The latest attempts to persuade Iran to compromise and let U.N. experts view its nuclear program ended inconclusively Wednesday at a meeting in Baghdad. At the talks, six nations—the United States, Russia, China, Britain, France and Germany—failed to gain traction in efforts to persuade Tehran to freeze its 20 percent enrichment. Envoys said the group will meet again next month in Moscow.
Iran started enriching to 20 percent last year, mostly at Fordo, saying it needed the material to fuel a research reactor and for medical purposes. Still, its long-standing refusal to stop enrichment and accept reactor fuel from abroad has sparked fears it wants to expand its domestic program to be able to turn it toward making weapons.
Those concerns have increased since it started higher enrichment at Fordo, which is carved into a mountain. That, say Iranian officials, makes it impervious to attack from Israel or the United States, which have not ruled out using force as a last option if diplomacy fails to curb the Islamic Republic’s nuclear program.
Even though Wednesday’s talks were unproductive, diplomats saw hope in the promise of another meeting.

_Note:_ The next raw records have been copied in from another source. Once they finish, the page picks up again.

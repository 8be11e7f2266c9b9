//! Attachment collections
//!
//! Three ordered collections feed the sections appended after the fixed content. An item
//! belongs to exactly one collection and is identified by its position there; `id` is the
//! number printed in its caption.
//!
//! Image payloads are owned byte buffers. Sources that can only be read once (uploads,
//! network bodies) are drained with [ImagePayload::from_reader] before generation starts.

use std::fmt;
use std::io::{Cursor, Read};

#[derive(Debug, Clone, Copy, PartialEq, Eq, Hash)]
pub enum AttachmentKind {
    Appendix,
    AnswerImage,
    Attachment,
}

impl fmt::Display for AttachmentKind {
    fn fmt(&self, f: &mut fmt::Formatter<'_>) -> fmt::Result {
        let name = match self {
            AttachmentKind::Appendix => "appendix",
            AttachmentKind::AnswerImage => "answer image",
            AttachmentKind::Attachment => "attachment",
        };
        f.write_str(name)
    }
}

/// Materialized, re-readable image bytes.
#[derive(Clone, PartialEq, Eq, Default)]
pub struct ImagePayload(Vec<u8>);

impl ImagePayload {
    pub fn new(bytes: Vec<u8>) -> Self {
        Self(bytes)
    }

    /// Drain a reader into memory.
    pub fn from_reader<R: Read>(mut reader: R) -> std::io::Result<Self> {
        let mut bytes = Vec::new();
        reader.read_to_end(&mut bytes)?;
        Ok(Self(bytes))
    }

    pub fn as_bytes(&self) -> &[u8] {
        &self.0
    }

    pub fn is_empty(&self) -> bool {
        self.0.is_empty()
    }

    /// A fresh cursor over the bytes; can be called any number of times.
    pub fn reader(&self) -> Cursor<&[u8]> {
        Cursor::new(&self.0)
    }
}

impl fmt::Debug for ImagePayload {
    fn fmt(&self, f: &mut fmt::Formatter<'_>) -> fmt::Result {
        write!(f, "ImagePayload({} bytes)", self.0.len())
    }
}

impl From<Vec<u8>> for ImagePayload {
    fn from(bytes: Vec<u8>) -> Self {
        Self(bytes)
    }
}

#[derive(Debug, Clone, PartialEq, Eq)]
pub struct AttachmentItem {
    pub id: u32,
    pub caption: String,
    pub image: Option<ImagePayload>,
    pub kind: AttachmentKind,
}

impl AttachmentItem {
    pub fn new(kind: AttachmentKind, id: u32, caption: impl Into<String>) -> Self {
        Self {
            id,
            caption: caption.into(),
            image: None,
            kind,
        }
    }

    pub fn with_image(mut self, image: impl Into<ImagePayload>) -> Self {
        self.image = Some(image.into());
        self
    }
}

/// The three collections, each in caller order.
#[derive(Debug, Clone, Default, PartialEq, Eq)]
pub struct Attachments {
    pub appendices: Vec<AttachmentItem>,
    pub answer_images: Vec<AttachmentItem>,
    pub attachments: Vec<AttachmentItem>,
}

impl Attachments {
    pub fn new() -> Self {
        Self::default()
    }

    /// Add an item to the collection its kind belongs to.
    pub fn push(&mut self, item: AttachmentItem) {
        match item.kind {
            AttachmentKind::Appendix => self.appendices.push(item),
            AttachmentKind::AnswerImage => self.answer_images.push(item),
            AttachmentKind::Attachment => self.attachments.push(item),
        }
    }

    pub fn with(mut self, item: AttachmentItem) -> Self {
        self.push(item);
        self
    }

    pub fn is_empty(&self) -> bool {
        self.appendices.is_empty() && self.answer_images.is_empty() && self.attachments.is_empty()
    }

    pub fn collection(&self, kind: AttachmentKind) -> &[AttachmentItem] {
        match kind {
            AttachmentKind::Appendix => &self.appendices,
            AttachmentKind::AnswerImage => &self.answer_images,
            AttachmentKind::Attachment => &self.attachments,
        }
    }
}
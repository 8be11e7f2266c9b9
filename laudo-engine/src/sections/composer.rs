//! Attachment sections
//!
//! Three optional sections are appended after the insertion point, always in this order:
//!
//!     APÊNDICES               caption, image, page break after an embedded image
//!     IMAGENS DAS RESPOSTAS   caption, image (an item without payload is a warning)
//!     ANEXOS                  caption, optional image
//!
//! A section heading is written only when its collection is non-empty. An image that
//! cannot be embedded is skipped with a warning; its caption is written regardless.

use super::locator::InsertionPoint;
use crate::attachments::{AttachmentItem, AttachmentKind, Attachments};
use crate::config::{EngineConfig, SectionConfig};
use crate::docx::media::EMU_PER_CM;
use crate::docx::paragraph;
use crate::docx::styles::ResolvedStyles;
use crate::docx::xml::NodeId;
use crate::docx::Document;
use crate::error::{Warning, Warnings};

#[derive(Debug, Clone, Copy, Default, PartialEq, Eq)]
pub struct CompositionStats {
    pub headings: usize,
    pub captions: usize,
    pub images: usize,
}

pub struct SectionComposer<'c> {
    config: &'c EngineConfig,
    styles: &'c ResolvedStyles,
}

/// Where the next generated block goes.
struct Cursor(InsertionPoint);

impl Cursor {
    fn place(&mut self, document: &mut Document, block: NodeId) {
        match self.0 {
            InsertionPoint::After(anchor) => {
                document.tree_mut().insert_after(anchor, block);
                self.0 = InsertionPoint::After(block);
            }
            InsertionPoint::Tail => document.append_block(block),
        }
    }
}

impl<'c> SectionComposer<'c> {
    pub fn new(config: &'c EngineConfig, styles: &'c ResolvedStyles) -> Self {
        Self { config, styles }
    }

    pub fn compose(
        &self,
        document: &mut Document,
        point: InsertionPoint,
        attachments: &Attachments,
        warnings: &mut Warnings,
    ) -> CompositionStats {
        let mut cursor = Cursor(point);
        let mut stats = CompositionStats::default();
        let sections = &self.config.sections;
        for (kind, section) in [
            (AttachmentKind::Appendix, &sections.appendices),
            (AttachmentKind::AnswerImage, &sections.answer_images),
            (AttachmentKind::Attachment, &sections.attachments),
        ] {
            let items = attachments.collection(kind);
            if items.is_empty() {
                continue;
            }
            tracing::debug!(%kind, items = items.len(), "composing section");
            self.heading(document, &mut cursor, &section.heading);
            stats.headings += 1;
            for item in items {
                self.item(document, &mut cursor, section, item, warnings, &mut stats);
            }
        }
        stats
    }

    fn heading(&self, document: &mut Document, cursor: &mut Cursor, text: &str) {
        let block = match self.styles.heading.as_deref() {
            Some(style) => paragraph::new_text_paragraph(document.tree_mut(), text, Some(style), None),
            None => {
                let tree = document.tree_mut();
                let p = paragraph::new_paragraph(tree, None);
                let run = paragraph::new_bold_run(tree, text);
                tree.append_child(p, run);
                p
            }
        };
        cursor.place(document, block);
    }

    fn item(
        &self,
        document: &mut Document,
        cursor: &mut Cursor,
        section: &SectionConfig,
        item: &AttachmentItem,
        warnings: &mut Warnings,
        stats: &mut CompositionStats,
    ) {
        let caption = section.caption_for(item.id, &item.caption);
        let plain = self.styles.plain.clone();
        let block = paragraph::new_text_paragraph(document.tree_mut(), &caption, plain.as_deref(), None);
        cursor.place(document, block);
        stats.captions += 1;

        let Some(payload) = &item.image else {
            if item.kind == AttachmentKind::AnswerImage {
                warnings.push(Warning::ImageUnreadable {
                    kind: item.kind,
                    id: item.id,
                    reason: "no image payload".to_string(),
                });
            }
            return;
        };
        match document.image_run(payload.as_bytes(), self.image_width_emu()) {
            Ok(run) => {
                let tree = document.tree_mut();
                let p = paragraph::new_paragraph(tree, plain.as_deref());
                tree.append_child(p, run);
                cursor.place(document, p);
                stats.images += 1;
                if item.kind == AttachmentKind::Appendix {
                    let page_break = paragraph::new_page_break(document.tree_mut());
                    cursor.place(document, page_break);
                }
            }
            Err(err) => warnings.push(Warning::ImageUnreadable {
                kind: item.kind,
                id: item.id,
                reason: err.to_string(),
            }),
        }
    }

    fn image_width_emu(&self) -> u64 {
        let width = self.config.images.width_cm * EMU_PER_CM as f64;
        if width.is_finite() && width > 0.0 {
            width.round() as u64
        } else {
            15 * EMU_PER_CM
        }
    }
}
//! # Error Handling Module
//!
//! The shared application error type plus the translator that turns any
//! error-shaped value into a JSON HTTP response body and status code.

pub mod config;
pub mod custom;
pub mod handler;

pub use config::ErrorHandlerConfig;
pub use custom::{CustomError, ErrorShape, INVALID_QUERY_ERROR_CODE};
pub use handler::{BufferedResponse, ErrorHandler, OutboundError, ResponseSink};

“It is clear that we both want to make progress and that there is some common ground,” European Union foreign policy chief Catherine Ashton, who is formally leading the talks, told reporters. “However, significant differences remain. Nonetheless, we do agree on the need for further discussion to expand that common ground.”
Saeed Jalili, Iran’s top nuclear negotiator, offered a lukewarm assessment of Wednesday’s negotiations, in light of European and American refusal to lift tough sanctions against Iran as Tehran had hoped.
“The result of the talks was that we were able to get more familiar with the views of each other,” Jalili told reporters.
In Washington, Secretary of State Hillary Rodham Clinton said significant differences remain between the two sides and that it’s now up to Iran “to close the gaps.”
“Iran now has the choice to make: Will it meet its international obligations and give the world confidence about its intentions or not?” Clinton said.
Iran went into Wednesday’s talks urging the West to scale back on recently toughened sanctions, which have targeted Iran’s critical oil exports and have effectively blackballed the country from international banking networks. The 27-nation European Union is set to ban all Iranian fuel imports on July 1, shutting the door on about 18 percent of Iran’s market.
The diplomats said a confidential IAEA report on Iran’s nuclear program to be released later Friday to the agency’s 35-nation board will mention of the traces of 27-percent enrichment found at Fordo.
Iran already has around 700 centrifuges churning out 20-percent enriched uranium at Fordo. The diplomats said the report will also note that—while Iran has set up around 350 more centrifuges since late last year, at the site—these machines are not enriching.
While the reason for that could be purely technical, it could also serve as a signal from Tehran that it is waiting for progress in the negotiations.
The report is also expected to detail the state of talks between the U.N. nuclear agency and Iran that the agency hopes will re-launch a long-stalled probe into suspicions that Tehran has worked on nuclear-weapons related experiments—charges that Tehran denies.